I was ordained the year Pope Saint John Paul II died. I remember being at our very first diaconate retreat, watching the news of his death and wondering what this would mean for the Church that I was being ordained to serve.
As the news commentators spoke of John Paul II as captivating the world stage by his many pilgrimages around the globe or his many accomplishments (especially his prolific writings), I remembered how his detractors (including some of my fellow Catholics) criticized this once robust pope for not stepping down when clearly his frail body was no longer able to sustain the weight of the office he bore for so many years.
Why don’t they get a younger pope next time? They opined.
What many failed to notice, let alone admit, was that this pope was teaching us a valuable lesson about life. One that Pope Francis has made in his Laudato Si encyclical:
“Society cannot treat human beings as commodities to dispose of when they cease to be useful/beneficial.
All life is precious to God, no matter how frail or vulnerable.

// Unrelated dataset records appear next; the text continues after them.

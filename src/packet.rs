//! 패킷 코덱
//!
//! 고정 20바이트 IP 헤더 + 고정 20바이트 전송 헤더 + 페이로드.
//! 옵션은 쓰지도 해석하지도 않음.
//!
//! ```text
//!  0               1               2               3
//! +---------------+---------------+-------------------------------+
//! |  Ver=4 IHL=5  |      TOS      |          Total Length         |
//! |        Identification         |     Flags / Frag Offset       |
//! |    TTL=255    |  Proto=255    |      Header Checksum (0)      |
//! |                       Source Address                          |
//! |                    Destination Address                        |
//! +---------------+---------------+-------------------------------+
//! |          Source Port          |       Destination Port        |
//! |                        Sequence Number                        |
//! |                    Acknowledgment Number                      |
//! |  Offset=5     |     Flags     |            Window             |
//! |           Checksum            |        Urgent Pointer         |
//! +---------------+---------------+-------------------------------+
//! |                          Payload ...                          |
//! ```
//!
//! 체크섬은 이 구현끼리만 맞는 내부 규약이다: 의사 헤더(0, 프로토콜, 세그먼트 길이)
//! + 헤더(체크섬 0) + 페이로드를 리틀엔디안 16비트 워드로 더하고, 캐리를 접고,
//! 보수를 취한 뒤 두 바이트를 뒤바꾼다. 커널 TCP 스택과는 호환되지 않음.

use std::net::{Ipv4Addr, SocketAddrV4};

use bytes::{Buf, BufMut, Bytes, BytesMut};

/// 플래그 비트
pub mod flags {
    pub const FIN: u8 = 1 << 0;
    pub const SYN: u8 = 1 << 1;
    pub const RST: u8 = 1 << 2;
    pub const PSH: u8 = 1 << 3;
    pub const ACK: u8 = 1 << 4;
    pub const URG: u8 = 1 << 5;
}

/// IP 헤더 길이 (옵션 없음)
pub const IP_HEADER_LEN: usize = 20;

/// 전송 헤더 길이 (옵션 없음)
pub const SEGMENT_HEADER_LEN: usize = 20;

/// 전체 헤더 길이
pub const HEADERS_LEN: usize = IP_HEADER_LEN + SEGMENT_HEADER_LEN;

/// 패킷 하나에 담을 수 있는 최대 페이로드
pub const MAX_PAYLOAD_LEN: usize = u16::MAX as usize - HEADERS_LEN;

/// IP 프로토콜 번호 (IPPROTO_RAW)
pub const PROTOCOL_ID: u8 = 255;

pub const TTL: u8 = 255;

/// IP Identification 필드 고정값
pub const IP_IDENTIFICATION: u16 = 54321;

/// 광고 윈도우 고정값
pub const ADVERTISED_WINDOW: u16 = 5840;

const VERSION_IHL: u8 = (4 << 4) | 5;
const DATA_OFFSET: u8 = 5 << 4;

// 전송 헤더 내 체크섬 위치
const OFF_CHECKSUM: usize = 16;

/// 디코딩된 패킷
#[derive(Debug, Clone, PartialEq, Eq)]
pub struct Packet {
    pub source: SocketAddrV4,
    pub destination: SocketAddrV4,
    pub seq: u32,
    pub ack: u32,
    pub flags: u8,
    pub window: u16,
    pub payload: Bytes,
}

impl Packet {
    /// 새 패킷 생성 (광고 윈도우는 고정값)
    pub fn new(
        source: SocketAddrV4,
        destination: SocketAddrV4,
        seq: u32,
        ack: u32,
        flags: u8,
        payload: Bytes,
    ) -> Self {
        Self {
            source,
            destination,
            seq,
            ack,
            flags,
            window: ADVERTISED_WINDOW,
            payload,
        }
    }

    /// 플래그 포함 여부
    pub fn has(&self, flag: u8) -> bool {
        self.flags & flag == flag
    }

    /// 와이어 바이트로 인코딩
    ///
    /// 페이로드는 `MAX_PAYLOAD_LEN` 이하여야 한다 (IP 전체 길이가 16비트).
    pub fn encode(&self) -> Bytes {
        debug_assert!(
            self.payload.len() <= MAX_PAYLOAD_LEN,
            "페이로드 {} bytes: 최대 {}",
            self.payload.len(),
            MAX_PAYLOAD_LEN
        );
        let total_len = HEADERS_LEN + self.payload.len();
        let mut buf = BytesMut::with_capacity(total_len);

        buf.put_u8(VERSION_IHL);
        buf.put_u8(0);
        buf.put_u16(total_len as u16);
        buf.put_u16(IP_IDENTIFICATION);
        buf.put_u16(0);
        buf.put_u8(TTL);
        buf.put_u8(PROTOCOL_ID);
        buf.put_u16(0); // 커널이 채움
        buf.put_slice(&self.source.ip().octets());
        buf.put_slice(&self.destination.ip().octets());

        let header = self.segment_header(0);
        let checksum = segment_checksum(PROTOCOL_ID, &header, &self.payload);
        buf.put_slice(&self.segment_header(checksum));
        buf.put_slice(&self.payload);

        buf.freeze()
    }

    fn segment_header(&self, checksum: u16) -> [u8; SEGMENT_HEADER_LEN] {
        let mut header = [0u8; SEGMENT_HEADER_LEN];
        let mut out = &mut header[..];
        out.put_u16(self.source.port());
        out.put_u16(self.destination.port());
        out.put_u32(self.seq);
        out.put_u32(self.ack);
        out.put_u8(DATA_OFFSET);
        out.put_u8(self.flags);
        out.put_u16(self.window);
        out.put_u16(checksum);
        out.put_u16(0);
        header
    }

    /// 고정 헤더 파싱 + 체크섬 검증 (엔드포인트 필터 없음)
    pub fn parse(bytes: &[u8]) -> Option<Self> {
        if bytes.len() < HEADERS_LEN {
            return None;
        }

        let mut ip = &bytes[..IP_HEADER_LEN];
        if ip.get_u8() >> 4 != 4 {
            return None;
        }
        ip.advance(1);
        let total_len = ip.get_u16() as usize;
        if total_len < HEADERS_LEN || total_len > bytes.len() {
            return None;
        }
        ip.advance(5); // identification, fragment, ttl
        let protocol = ip.get_u8();
        ip.advance(2);
        let source_ip = Ipv4Addr::from(ip.get_u32());
        let destination_ip = Ipv4Addr::from(ip.get_u32());

        let mut header = [0u8; SEGMENT_HEADER_LEN];
        header.copy_from_slice(&bytes[IP_HEADER_LEN..HEADERS_LEN]);
        let payload = &bytes[HEADERS_LEN..total_len];

        let mut seg = &header[..];
        let source_port = seg.get_u16();
        let destination_port = seg.get_u16();
        let seq = seg.get_u32();
        let ack = seg.get_u32();
        seg.advance(1);
        let flags = seg.get_u8();
        let window = seg.get_u16();
        let stored = seg.get_u16();

        header[OFF_CHECKSUM] = 0;
        header[OFF_CHECKSUM + 1] = 0;
        if segment_checksum(protocol, &header, payload) != stored {
            return None;
        }

        Some(Self {
            source: SocketAddrV4::new(source_ip, source_port),
            destination: SocketAddrV4::new(destination_ip, destination_port),
            seq,
            ack,
            flags,
            window,
            payload: Bytes::copy_from_slice(payload),
        })
    }

    /// 파싱 후 연결 필터 적용. 잘못되었거나 다른 연결의 패킷은 `None`
    pub fn decode(bytes: &[u8], filter: &PacketFilter) -> Option<Self> {
        Self::parse(bytes).filter(|packet| filter.accepts(packet))
    }
}

/// 연결 단위 수신 필터
#[derive(Debug, Clone, Copy, PartialEq, Eq)]
pub struct PacketFilter {
    /// 로컬 바인딩 포트
    pub local_port: u16,

    /// 수립된 세션의 상대 엔드포인트
    pub peer: Option<SocketAddrV4>,
}

impl PacketFilter {
    /// 목적지 포트만 확인 (핸드쉐이크 대기)
    pub fn port(local_port: u16) -> Self {
        Self {
            local_port,
            peer: None,
        }
    }

    /// 목적지 포트 + 상대 주소/포트 확인
    pub fn session(local_port: u16, peer: SocketAddrV4) -> Self {
        Self {
            local_port,
            peer: Some(peer),
        }
    }

    pub fn accepts(&self, packet: &Packet) -> bool {
        packet.destination.port() == self.local_port
            && self.peer.map_or(true, |peer| packet.source == peer)
    }
}

/// 1의 보수 체크섬 (내부 바이트 순서 규약)
pub fn checksum(data: &[u8]) -> u16 {
    finish(accumulate(0, data))
}

fn segment_checksum(protocol: u8, header: &[u8; SEGMENT_HEADER_LEN], payload: &[u8]) -> u16 {
    let segment_len = (SEGMENT_HEADER_LEN + payload.len()) as u16;
    let [len_hi, len_lo] = segment_len.to_be_bytes();
    let pseudo = [0, protocol, len_hi, len_lo];

    // 의사 헤더와 헤더는 짝수 길이라 워드 경계가 이어짐
    let sum = accumulate(0, &pseudo);
    let sum = accumulate(sum, header);
    finish(accumulate(sum, payload))
}

fn accumulate(mut sum: u64, data: &[u8]) -> u64 {
    let mut words = data.chunks_exact(2);
    for word in &mut words {
        sum += u64::from(u16::from_le_bytes([word[0], word[1]]));
    }
    if let [last] = words.remainder() {
        sum += u64::from(*last);
    }
    sum
}

fn finish(mut sum: u64) -> u16 {
    while sum >> 16 != 0 {
        sum = (sum & 0xffff) + (sum >> 16);
    }
    (!(sum as u16)).swap_bytes()
}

That in sickness or in health, God calls us to do His will. And it is not until death, that we complete our mission in life and go on to our reward with Jesus in heaven.”

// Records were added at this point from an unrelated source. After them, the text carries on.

use super::{codes, ErrorCode, Hint};
use serde::Serialize;

#[derive(Debug, Serialize)]
#[serde(rename_all = "camelCase")]
pub struct ErrorHelpSummary {
    pub code: String,
    pub summary: String,
}

#[derive(Debug, Serialize)]
#[serde(rename_all = "camelCase")]
pub struct ErrorHelp {
    pub code: String,
    pub summary: String,
    pub details_schema: serde_json::Value,
    pub hints: Vec<Hint>,
}

pub fn list() -> Vec<ErrorHelpSummary> {
    codes::all_codes()
        .iter()
        .copied()
        .map(|code| {
            let help = explain(code);
            ErrorHelpSummary {
                code: help.code,
                summary: help.summary,
            }
        })
        .collect()
}

fn hint(message: &str) -> Vec<Hint> {
    vec![Hint {
        message: message.to_string(),
    }]
}

pub fn explain(code: ErrorCode) -> ErrorHelp {
    let (summary, details_schema, hints) = match code {
        ErrorCode::ConfigInvalidJson => (
            "Configuration override file is not valid JSON",
            serde_json::json!({"path":"string","error":"string"}),
            hint("Fix JSON syntax in the file passed with --config"),
        ),
        ErrorCode::ConfigInvalidValue => (
            "Configuration value is invalid",
            serde_json::json!({"key":"string","value":"string?","problem":"string"}),
            hint("Run 'vhdci config' to see the effective configuration"),
        ),
        ErrorCode::ValidationInvalidArgument => (
            "Command-line argument is invalid",
            serde_json::json!({"field":"string","problem":"string","id":"string?","tried":"string[]?"}),
            hint("Run 'vhdci --help' for usage"),
        ),
        ErrorCode::CleanupIoError => (
            "A stale artifact could not be deleted",
            serde_json::json!({"path":"string","error":"string"}),
            hint("Close programs holding the file open, or set cleanup.strict to false to continue past delete failures"),
        ),
        ErrorCode::BuildProjectNotFound => (
            "A configured utility project directory does not exist",
            serde_json::json!({"project":"string","directory":"string"}),
            hint("Check utilities_root and each utility's directory"),
        ),
        ErrorCode::SequenceBinaryNotFound => (
            "A command step names an executable that no build produced",
            serde_json::json!({"executable":"string","step":"number","index":"object"}),
            hint("Compare the step's executable with the discovered index printed alongside the error"),
        ),
        ErrorCode::ProcessSpawnFailed => (
            "An external process could not be started",
            serde_json::json!({"program":"string","error":"string","workingDir":"string?"}),
            hint("Check that the program exists, is executable, and is on PATH"),
        ),
        ErrorCode::InternalIoError => (
            "Internal IO error",
            serde_json::json!({"error":"string","context":"string?"}),
            Vec::new(),
        ),
        ErrorCode::InternalJsonError => (
            "Internal JSON error",
            serde_json::json!({"error":"string","context":"string?"}),
            Vec::new(),
        ),
        ErrorCode::InternalUnexpected => (
            "Unexpected internal error",
            serde_json::json!({"error":"string"}),
            Vec::new(),
        ),
    };

    ErrorHelp {
        code: code.as_str().to_string(),
        summary: summary.to_string(),
        details_schema,
        hints,
    }
}

#[cfg(test)]
mod tests {
    use super::*;

    #[test]
    fn list_covers_every_code() {
        assert_eq!(list().len(), codes::all_codes().len());
    }

    #[test]
    fn binary_not_found_help_mentions_index() {
        let help = explain(ErrorCode::SequenceBinaryNotFound);
        assert_eq!(help.code, "sequence.binary_not_found");
        assert!(help.details_schema.get("index").is_some());
    }
}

Transitions happen. Whether we want them to or not. And there is nothing we can do about them. Whether it is in death, or job change, or a move to a new home or into an assisted living facility, life has not ended ... only changed.

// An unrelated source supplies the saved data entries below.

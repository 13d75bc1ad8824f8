use clap::{Parser, Subcommand};

use commands::GlobalArgs;

#[derive(Debug, Clone, Copy)]
enum ResponseMode {
    Json,
    /// Child processes stream to stdout; diagnostics go to stderr.
    Raw,
}

mod commands;
mod output;
mod tty;

use commands::{build, clean, config, errors, locate, run};

const VERSION: &str = env!("CARGO_PKG_VERSION");

#[derive(Parser)]
#[command(name = "vhdci")]
#[command(version = VERSION)]
#[command(about = "Clean, build, locate and exercise the disk-image utilities")]
struct Cli {
    #[command(flatten)]
    global: GlobalArgs,

    // None runs the pipeline.
    #[command(subcommand)]
    command: Option<Commands>,
}

#[derive(Subcommand)]
enum Commands {
    /// Run the whole pipeline: purge, build, locate, execute steps
    Run(run::RunArgs),
    /// Delete stale artifacts from the working directory
    Clean(clean::CleanArgs),
    /// Build the configured utilities
    Build(build::BuildArgs),
    /// Index executables found in the utilities' build output
    Locate(locate::LocateArgs),
    /// Show the effective configuration
    Config(config::ConfigArgs),
    /// List error codes or explain one
    Errors(errors::ErrorsArgs),
}

fn response_mode(command: &Commands) -> ResponseMode {
    match command {
        Commands::Run(args) if !args.json => ResponseMode::Raw,
        _ => ResponseMode::Json,
    }
}

fn main() -> std::process::ExitCode {
    let cli = Cli::parse();
    let command = cli
        .command
        .unwrap_or_else(|| Commands::Run(run::RunArgs::default()));

    let exit_code = match (response_mode(&command), command) {
        (ResponseMode::Raw, Commands::Run(args)) => commands::run_raw(args, &cli.global),
        (_, command) => {
            let (json_result, exit_code) = commands::run_json(command, &cli.global);
            if let Err(err) = output::print_json_result(json_result) {
                eprintln!("{}", err);
            }
            exit_code
        }
    };

    finish(exit_code)
}

/// Exit status handed to the OS. Windows keeps the full 32-bit code;
/// elsewhere only a byte survives.
fn os_exit_code(code: i32) -> i32 {
    if cfg!(windows) {
        code
    } else {
        i32::from(exit_code_to_u8(code))
    }
}

#[cfg(windows)]
fn finish(exit_code: i32) -> std::process::ExitCode {
    use std::io::Write;

    let _ = std::io::stdout().flush();
    std::process::exit(os_exit_code(exit_code))
}

#[cfg(not(windows))]
fn finish(exit_code: i32) -> std::process::ExitCode {
    std::process::ExitCode::from(os_exit_code(exit_code) as u8)
}

/// Clamp into a process exit status. Negative codes (signal terminations)
/// still mean failure.
fn exit_code_to_u8(code: i32) -> u8 {
    if code == 0 {
        0
    } else if code < 0 {
        1
    } else if code >= 255 {
        255
    } else {
        code as u8
    }
}

#[cfg(test)]
mod tests {
    use super::*;
    use clap::CommandFactory;

    #[test]
    fn cli_definition_is_consistent() {
        Cli::command().debug_assert();
    }

    #[test]
    fn no_subcommand_means_run() {
        let cli = Cli::try_parse_from(["vhdci"]).unwrap();
        assert!(cli.command.is_none());
    }

    #[test]
    fn global_flags_parse_after_subcommand() {
        let cli = Cli::try_parse_from(["vhdci", "locate", "--profile", "smoke", "--workdir", "/w"])
            .unwrap();
        assert_eq!(cli.global.profile, Some(vhdci::Profile::Smoke));
        assert_eq!(cli.global.workdir.as_deref(), Some("/w"));
    }

    #[test]
    fn run_json_selects_json_mode() {
        let cli = Cli::try_parse_from(["vhdci", "run", "--json"]).unwrap();
        assert!(matches!(
            cli.command.as_ref().map(response_mode),
            Some(ResponseMode::Json)
        ));
    }

    #[test]
    fn exit_codes_clamp_into_a_byte() {
        assert_eq!(exit_code_to_u8(0), 0);
        assert_eq!(exit_code_to_u8(4), 4);
        assert_eq!(exit_code_to_u8(-1), 1);
        assert_eq!(exit_code_to_u8(1000), 255);
    }

    #[test]
    fn os_exit_code_keeps_full_width_only_on_windows() {
        // STATUS_ACCESS_VIOLATION
        let crash = -1073741819;
        if cfg!(windows) {
            assert_eq!(os_exit_code(crash), crash);
            assert_eq!(os_exit_code(1000), 1000);
        } else {
            assert_eq!(os_exit_code(crash), 1);
            assert_eq!(os_exit_code(1000), 255);
        }
        assert_eq!(os_exit_code(5), 5);
    }
}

As a diocese, we are in just such a period of reflection and transition today. While we recently had the opportunity to celebrate our 40th anniversary as a Diocese and our Bishop’s 25th Episcopal Anniversary, we are now faced with the somewhat bittersweet reality of his impending retirement (in June) and the naming of his successor as third Bishop of the Diocese of San Bernardino.
And just as the Church held its collective breath while awaiting the naming of a new pope, our Diocese, and Bishop Barnes, in particular, is caught up in this same kind of limbo, unsure of what direction the new bishop will lead the Diocese or, in the case of Bishop Barnes, when his replacement will be seated in ‘cathedra’ (in ‘the chair’) so that he can finalize his retirement plans.
Perhaps this is the lesson for us today. Patient endurance. Enduring the unknown. Waiting for the dawn of a new chapter.
This year-long “season of advent,” of waiting, is something we all struggle with. We are impatient. We don’t like to sit idle while the world seems to be passing us by. We want to feel important, like our efforts have meaning. We don’t want to be “put out to graze” before our time. Our egos bruise easily.
Transitions call for a period of reflection; an accounting of our life thus far lived; of a life well spent; of our successes, or of our failings and need for reconciliation.
The opportunities that present themselves today and the possibilities of tomorrow.
It is about renewing hope.
Hope for a new day. A new beginning. And an even brighter future in the hands of God.
We must not, however, succumb to wool gathering, wondering - what if? We must shake ourselves from our slumber (or doldrums) and smell the proverbial coffee.
The Holy Spirit prompts us to take action so that, moving forward together, we can reconcile our past and bless God for the gift of our shepherds who teach us how to endure (even transitions!) until the end.
Jesus told his disciples they couldn’t stay on the mountain. There was still plenty of work to be done.
That good work continues on into the future.
John De Gano is a deacon at St. Catherine of Alexandria parish in Riverside.